Work request: If a line in the data has the string "rule", please show it.

┄┄┄┄┄┄┄┄┄┄┄┄┄┄┄┄┄┄┄┄

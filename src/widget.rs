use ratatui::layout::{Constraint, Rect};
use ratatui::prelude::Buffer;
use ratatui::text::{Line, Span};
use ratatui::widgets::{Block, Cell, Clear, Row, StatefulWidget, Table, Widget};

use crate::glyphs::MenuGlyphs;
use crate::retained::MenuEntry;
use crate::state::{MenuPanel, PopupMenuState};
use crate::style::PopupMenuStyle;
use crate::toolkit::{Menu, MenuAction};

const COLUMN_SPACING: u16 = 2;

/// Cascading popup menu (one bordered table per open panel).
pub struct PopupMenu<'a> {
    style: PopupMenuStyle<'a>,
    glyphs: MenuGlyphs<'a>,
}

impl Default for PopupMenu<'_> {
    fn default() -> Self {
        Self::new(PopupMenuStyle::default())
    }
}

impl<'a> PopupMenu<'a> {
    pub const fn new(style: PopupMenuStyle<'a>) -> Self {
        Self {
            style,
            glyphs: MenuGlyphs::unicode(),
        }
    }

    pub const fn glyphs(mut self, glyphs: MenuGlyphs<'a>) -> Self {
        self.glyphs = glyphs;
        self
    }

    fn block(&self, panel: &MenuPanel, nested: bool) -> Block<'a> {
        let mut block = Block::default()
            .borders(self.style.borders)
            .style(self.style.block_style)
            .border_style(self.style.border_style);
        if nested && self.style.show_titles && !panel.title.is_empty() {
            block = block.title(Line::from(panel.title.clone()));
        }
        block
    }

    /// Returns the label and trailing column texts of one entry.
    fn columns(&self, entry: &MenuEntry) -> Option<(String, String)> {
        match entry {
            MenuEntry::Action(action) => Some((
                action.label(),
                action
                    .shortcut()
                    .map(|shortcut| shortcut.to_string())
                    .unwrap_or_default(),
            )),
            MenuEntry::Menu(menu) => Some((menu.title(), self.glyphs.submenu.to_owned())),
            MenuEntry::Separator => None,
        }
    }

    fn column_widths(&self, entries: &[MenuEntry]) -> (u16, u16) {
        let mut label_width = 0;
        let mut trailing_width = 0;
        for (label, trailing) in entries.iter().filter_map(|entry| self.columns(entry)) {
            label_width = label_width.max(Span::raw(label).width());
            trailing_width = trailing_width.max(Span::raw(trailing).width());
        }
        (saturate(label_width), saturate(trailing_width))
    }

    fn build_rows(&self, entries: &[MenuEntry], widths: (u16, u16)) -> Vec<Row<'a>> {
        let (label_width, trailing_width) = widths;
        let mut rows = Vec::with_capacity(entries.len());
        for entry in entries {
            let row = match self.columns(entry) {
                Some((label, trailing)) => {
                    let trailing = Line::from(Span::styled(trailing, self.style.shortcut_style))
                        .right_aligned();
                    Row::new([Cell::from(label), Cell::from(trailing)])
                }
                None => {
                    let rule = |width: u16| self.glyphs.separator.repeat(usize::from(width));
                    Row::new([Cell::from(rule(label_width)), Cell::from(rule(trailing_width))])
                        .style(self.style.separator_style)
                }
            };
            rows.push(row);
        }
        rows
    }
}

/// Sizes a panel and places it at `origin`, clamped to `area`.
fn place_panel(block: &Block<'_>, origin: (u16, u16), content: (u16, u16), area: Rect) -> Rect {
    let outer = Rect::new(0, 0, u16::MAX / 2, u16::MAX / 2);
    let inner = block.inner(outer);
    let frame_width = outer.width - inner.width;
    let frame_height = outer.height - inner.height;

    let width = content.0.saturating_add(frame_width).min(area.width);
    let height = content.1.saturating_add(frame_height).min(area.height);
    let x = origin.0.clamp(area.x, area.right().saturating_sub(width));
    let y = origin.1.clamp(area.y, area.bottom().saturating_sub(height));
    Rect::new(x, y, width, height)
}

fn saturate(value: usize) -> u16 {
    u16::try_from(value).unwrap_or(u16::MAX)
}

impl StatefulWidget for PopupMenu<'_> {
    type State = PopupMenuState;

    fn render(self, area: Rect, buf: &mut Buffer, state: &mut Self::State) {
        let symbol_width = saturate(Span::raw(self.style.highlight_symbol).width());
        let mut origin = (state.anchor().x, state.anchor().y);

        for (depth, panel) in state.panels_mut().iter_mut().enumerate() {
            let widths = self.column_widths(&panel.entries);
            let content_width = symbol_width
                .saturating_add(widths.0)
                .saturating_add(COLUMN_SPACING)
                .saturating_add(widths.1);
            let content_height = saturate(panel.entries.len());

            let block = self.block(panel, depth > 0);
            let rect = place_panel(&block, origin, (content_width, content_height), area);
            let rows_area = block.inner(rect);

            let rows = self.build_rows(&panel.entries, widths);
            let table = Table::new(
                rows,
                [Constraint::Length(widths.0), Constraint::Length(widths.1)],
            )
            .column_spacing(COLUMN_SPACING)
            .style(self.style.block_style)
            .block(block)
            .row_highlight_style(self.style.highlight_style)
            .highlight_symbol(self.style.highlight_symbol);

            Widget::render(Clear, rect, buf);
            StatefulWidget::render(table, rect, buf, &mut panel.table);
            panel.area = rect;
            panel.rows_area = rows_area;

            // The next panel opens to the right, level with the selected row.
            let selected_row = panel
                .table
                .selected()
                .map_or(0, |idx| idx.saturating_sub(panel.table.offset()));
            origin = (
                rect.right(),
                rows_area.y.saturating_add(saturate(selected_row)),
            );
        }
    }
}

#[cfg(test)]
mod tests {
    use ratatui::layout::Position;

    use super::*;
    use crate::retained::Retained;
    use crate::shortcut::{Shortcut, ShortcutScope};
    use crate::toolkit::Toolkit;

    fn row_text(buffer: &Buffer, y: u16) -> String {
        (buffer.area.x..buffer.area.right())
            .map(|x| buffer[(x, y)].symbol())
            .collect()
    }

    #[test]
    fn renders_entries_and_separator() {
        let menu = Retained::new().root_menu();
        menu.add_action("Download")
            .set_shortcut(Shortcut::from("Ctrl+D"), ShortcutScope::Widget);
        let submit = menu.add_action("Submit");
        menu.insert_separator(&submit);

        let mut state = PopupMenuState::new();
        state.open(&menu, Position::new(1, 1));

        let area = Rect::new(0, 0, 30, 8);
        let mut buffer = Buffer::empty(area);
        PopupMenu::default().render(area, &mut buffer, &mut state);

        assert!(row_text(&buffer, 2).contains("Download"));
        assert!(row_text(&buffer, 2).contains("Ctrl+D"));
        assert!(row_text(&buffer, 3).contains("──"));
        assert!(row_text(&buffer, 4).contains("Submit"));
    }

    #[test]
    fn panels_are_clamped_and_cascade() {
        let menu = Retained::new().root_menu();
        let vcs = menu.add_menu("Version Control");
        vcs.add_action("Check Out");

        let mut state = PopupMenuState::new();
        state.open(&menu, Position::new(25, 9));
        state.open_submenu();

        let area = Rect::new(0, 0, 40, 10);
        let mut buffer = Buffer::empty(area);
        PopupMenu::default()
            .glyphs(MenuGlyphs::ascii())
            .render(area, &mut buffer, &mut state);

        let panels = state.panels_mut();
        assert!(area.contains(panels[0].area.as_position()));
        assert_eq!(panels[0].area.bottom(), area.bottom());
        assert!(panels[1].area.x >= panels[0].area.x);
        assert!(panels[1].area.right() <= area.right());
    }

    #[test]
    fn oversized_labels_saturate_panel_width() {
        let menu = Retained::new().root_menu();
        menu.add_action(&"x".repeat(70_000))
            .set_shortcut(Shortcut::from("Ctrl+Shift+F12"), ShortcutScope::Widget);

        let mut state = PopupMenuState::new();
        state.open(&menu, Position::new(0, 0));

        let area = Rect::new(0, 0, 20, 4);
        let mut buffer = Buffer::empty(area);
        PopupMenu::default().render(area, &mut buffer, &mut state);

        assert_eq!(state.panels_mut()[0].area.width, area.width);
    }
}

┄┄┄┄┄┄┄┄┄┄┄┄┄┄┄┄┄┄┄┄

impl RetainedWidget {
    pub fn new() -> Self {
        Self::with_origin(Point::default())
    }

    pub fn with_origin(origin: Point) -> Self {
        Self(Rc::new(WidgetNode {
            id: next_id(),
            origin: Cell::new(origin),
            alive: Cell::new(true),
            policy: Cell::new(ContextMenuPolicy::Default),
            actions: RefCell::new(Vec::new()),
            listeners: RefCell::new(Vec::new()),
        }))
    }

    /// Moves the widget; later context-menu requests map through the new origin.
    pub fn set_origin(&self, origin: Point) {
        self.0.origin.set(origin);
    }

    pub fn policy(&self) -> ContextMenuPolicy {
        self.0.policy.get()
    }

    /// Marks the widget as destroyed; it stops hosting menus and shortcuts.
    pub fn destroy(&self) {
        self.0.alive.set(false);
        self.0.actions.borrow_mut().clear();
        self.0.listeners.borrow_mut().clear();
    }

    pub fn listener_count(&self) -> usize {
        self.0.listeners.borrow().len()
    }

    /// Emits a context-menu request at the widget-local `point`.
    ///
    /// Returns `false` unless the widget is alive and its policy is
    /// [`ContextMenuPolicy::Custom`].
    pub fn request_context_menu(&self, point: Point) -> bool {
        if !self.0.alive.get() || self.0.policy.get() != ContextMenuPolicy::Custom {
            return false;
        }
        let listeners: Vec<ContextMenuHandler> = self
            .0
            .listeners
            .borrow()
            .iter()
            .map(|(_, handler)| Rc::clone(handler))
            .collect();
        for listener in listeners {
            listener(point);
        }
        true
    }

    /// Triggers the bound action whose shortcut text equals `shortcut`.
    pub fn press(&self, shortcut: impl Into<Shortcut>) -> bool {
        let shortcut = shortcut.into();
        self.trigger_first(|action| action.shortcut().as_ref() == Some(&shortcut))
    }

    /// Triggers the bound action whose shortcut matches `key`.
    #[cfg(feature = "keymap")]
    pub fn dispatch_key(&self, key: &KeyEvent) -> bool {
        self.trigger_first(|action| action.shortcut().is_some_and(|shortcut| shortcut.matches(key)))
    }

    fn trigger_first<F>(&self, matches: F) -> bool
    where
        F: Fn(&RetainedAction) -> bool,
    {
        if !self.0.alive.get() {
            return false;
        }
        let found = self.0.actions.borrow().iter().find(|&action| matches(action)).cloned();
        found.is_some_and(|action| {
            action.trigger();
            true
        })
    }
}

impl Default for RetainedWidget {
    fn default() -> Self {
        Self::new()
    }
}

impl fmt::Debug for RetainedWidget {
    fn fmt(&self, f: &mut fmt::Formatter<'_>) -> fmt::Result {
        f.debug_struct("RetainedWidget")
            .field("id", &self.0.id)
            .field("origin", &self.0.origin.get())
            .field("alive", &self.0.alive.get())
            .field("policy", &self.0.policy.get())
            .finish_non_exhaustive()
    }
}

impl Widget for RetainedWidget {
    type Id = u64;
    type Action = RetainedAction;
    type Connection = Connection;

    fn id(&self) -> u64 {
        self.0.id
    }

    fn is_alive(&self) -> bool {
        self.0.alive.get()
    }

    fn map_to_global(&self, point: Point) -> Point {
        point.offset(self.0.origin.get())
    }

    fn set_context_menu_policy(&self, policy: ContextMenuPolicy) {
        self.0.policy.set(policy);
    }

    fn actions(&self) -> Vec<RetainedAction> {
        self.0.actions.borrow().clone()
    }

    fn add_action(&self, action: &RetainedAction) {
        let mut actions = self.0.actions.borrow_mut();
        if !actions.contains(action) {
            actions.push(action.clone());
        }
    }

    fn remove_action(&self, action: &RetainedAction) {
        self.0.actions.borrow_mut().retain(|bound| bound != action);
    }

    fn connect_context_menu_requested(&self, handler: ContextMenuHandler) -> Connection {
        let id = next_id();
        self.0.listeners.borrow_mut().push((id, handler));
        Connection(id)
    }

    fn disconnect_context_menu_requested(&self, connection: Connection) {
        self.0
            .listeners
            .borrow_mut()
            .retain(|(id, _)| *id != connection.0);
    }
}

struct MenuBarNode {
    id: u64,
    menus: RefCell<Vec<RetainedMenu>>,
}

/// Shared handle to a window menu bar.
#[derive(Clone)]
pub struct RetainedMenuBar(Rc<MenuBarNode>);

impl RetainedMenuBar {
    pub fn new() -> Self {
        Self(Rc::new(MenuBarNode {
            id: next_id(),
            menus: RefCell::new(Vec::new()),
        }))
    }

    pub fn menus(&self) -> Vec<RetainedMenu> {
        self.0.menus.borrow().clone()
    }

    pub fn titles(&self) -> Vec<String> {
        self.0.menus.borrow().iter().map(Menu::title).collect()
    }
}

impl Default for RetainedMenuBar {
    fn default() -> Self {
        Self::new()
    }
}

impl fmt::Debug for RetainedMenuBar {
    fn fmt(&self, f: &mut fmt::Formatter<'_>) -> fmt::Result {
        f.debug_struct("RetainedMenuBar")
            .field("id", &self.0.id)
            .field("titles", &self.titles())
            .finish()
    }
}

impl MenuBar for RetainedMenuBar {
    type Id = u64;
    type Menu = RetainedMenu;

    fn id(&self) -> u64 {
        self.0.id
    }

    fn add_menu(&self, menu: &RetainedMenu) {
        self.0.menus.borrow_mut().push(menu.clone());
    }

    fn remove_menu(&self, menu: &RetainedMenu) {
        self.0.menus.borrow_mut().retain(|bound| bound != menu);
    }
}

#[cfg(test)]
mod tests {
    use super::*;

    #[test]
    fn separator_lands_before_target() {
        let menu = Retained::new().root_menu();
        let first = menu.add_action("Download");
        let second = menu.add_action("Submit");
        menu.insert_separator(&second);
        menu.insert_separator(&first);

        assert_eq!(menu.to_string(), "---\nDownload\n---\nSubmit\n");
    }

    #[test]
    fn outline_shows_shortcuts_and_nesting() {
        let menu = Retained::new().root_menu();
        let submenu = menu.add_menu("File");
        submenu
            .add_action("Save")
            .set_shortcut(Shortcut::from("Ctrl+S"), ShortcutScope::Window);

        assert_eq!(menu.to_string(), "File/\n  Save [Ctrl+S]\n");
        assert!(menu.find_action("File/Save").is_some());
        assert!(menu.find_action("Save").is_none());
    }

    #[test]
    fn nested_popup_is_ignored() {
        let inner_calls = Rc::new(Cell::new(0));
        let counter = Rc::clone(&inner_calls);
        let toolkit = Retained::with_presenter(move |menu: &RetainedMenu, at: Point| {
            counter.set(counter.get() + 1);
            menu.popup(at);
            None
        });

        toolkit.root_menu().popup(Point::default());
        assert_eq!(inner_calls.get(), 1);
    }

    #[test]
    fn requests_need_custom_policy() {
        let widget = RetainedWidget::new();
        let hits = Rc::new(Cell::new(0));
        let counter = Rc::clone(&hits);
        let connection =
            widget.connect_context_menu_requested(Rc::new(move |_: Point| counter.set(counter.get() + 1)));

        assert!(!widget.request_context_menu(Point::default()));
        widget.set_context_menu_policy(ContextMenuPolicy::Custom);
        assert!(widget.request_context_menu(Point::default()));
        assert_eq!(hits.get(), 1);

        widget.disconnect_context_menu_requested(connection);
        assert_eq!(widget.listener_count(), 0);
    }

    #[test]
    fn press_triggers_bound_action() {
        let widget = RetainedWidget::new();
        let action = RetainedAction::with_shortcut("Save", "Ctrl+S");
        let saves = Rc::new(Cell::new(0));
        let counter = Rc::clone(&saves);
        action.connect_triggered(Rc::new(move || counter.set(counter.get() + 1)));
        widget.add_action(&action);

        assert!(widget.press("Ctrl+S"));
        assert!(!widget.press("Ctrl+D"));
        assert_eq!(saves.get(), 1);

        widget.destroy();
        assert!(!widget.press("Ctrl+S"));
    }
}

┄┄┄┄┄┄┄┄┄┄┄┄┄┄┄┄┄┄┄┄

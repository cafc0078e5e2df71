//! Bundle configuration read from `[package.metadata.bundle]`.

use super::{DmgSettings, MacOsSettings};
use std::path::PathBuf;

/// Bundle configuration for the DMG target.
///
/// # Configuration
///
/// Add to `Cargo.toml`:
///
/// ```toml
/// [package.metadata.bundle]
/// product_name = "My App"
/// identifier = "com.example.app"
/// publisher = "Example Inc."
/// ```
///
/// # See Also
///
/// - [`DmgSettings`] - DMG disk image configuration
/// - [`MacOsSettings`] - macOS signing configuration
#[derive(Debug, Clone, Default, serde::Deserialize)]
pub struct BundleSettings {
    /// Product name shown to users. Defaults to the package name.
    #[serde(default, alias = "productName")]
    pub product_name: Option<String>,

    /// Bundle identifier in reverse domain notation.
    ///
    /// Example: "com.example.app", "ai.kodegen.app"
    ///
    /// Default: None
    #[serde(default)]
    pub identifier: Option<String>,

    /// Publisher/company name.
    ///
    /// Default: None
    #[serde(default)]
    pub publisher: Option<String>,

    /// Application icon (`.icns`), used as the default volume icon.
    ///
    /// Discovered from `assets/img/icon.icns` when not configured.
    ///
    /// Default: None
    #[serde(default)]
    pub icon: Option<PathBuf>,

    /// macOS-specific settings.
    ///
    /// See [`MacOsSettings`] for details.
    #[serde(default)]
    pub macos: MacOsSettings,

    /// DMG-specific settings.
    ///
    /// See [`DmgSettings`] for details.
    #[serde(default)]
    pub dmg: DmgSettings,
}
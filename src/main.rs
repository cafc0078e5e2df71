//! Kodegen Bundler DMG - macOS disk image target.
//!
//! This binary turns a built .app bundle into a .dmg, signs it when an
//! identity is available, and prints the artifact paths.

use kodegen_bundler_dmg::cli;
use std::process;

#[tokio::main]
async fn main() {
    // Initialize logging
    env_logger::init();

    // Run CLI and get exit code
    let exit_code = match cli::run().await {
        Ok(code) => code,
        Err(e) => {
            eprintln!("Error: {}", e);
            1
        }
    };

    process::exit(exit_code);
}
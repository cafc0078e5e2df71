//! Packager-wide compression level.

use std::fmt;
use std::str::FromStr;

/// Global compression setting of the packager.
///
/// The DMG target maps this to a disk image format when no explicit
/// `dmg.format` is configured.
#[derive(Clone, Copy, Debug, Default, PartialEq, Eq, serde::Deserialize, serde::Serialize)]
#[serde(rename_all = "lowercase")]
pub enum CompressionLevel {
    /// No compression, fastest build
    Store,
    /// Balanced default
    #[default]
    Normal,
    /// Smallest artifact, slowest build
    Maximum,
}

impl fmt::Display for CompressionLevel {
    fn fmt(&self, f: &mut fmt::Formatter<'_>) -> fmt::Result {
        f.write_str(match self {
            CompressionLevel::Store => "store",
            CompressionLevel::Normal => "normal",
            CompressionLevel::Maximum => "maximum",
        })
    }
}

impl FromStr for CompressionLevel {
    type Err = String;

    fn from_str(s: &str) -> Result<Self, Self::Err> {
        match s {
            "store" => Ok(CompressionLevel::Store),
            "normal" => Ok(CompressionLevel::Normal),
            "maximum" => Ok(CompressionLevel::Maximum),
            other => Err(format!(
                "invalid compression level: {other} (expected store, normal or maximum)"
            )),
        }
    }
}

┄┄┄┄┄┄┄┄┄┄┄┄┄┄┄┄┄┄┄┄

Final answer:
                    let rule = |width: u16| self.glyphs.separator.repeat(usize::from(width));
                    Row::new([Cell::from(rule(label_width)), Cell::from(rule(trailing_width))])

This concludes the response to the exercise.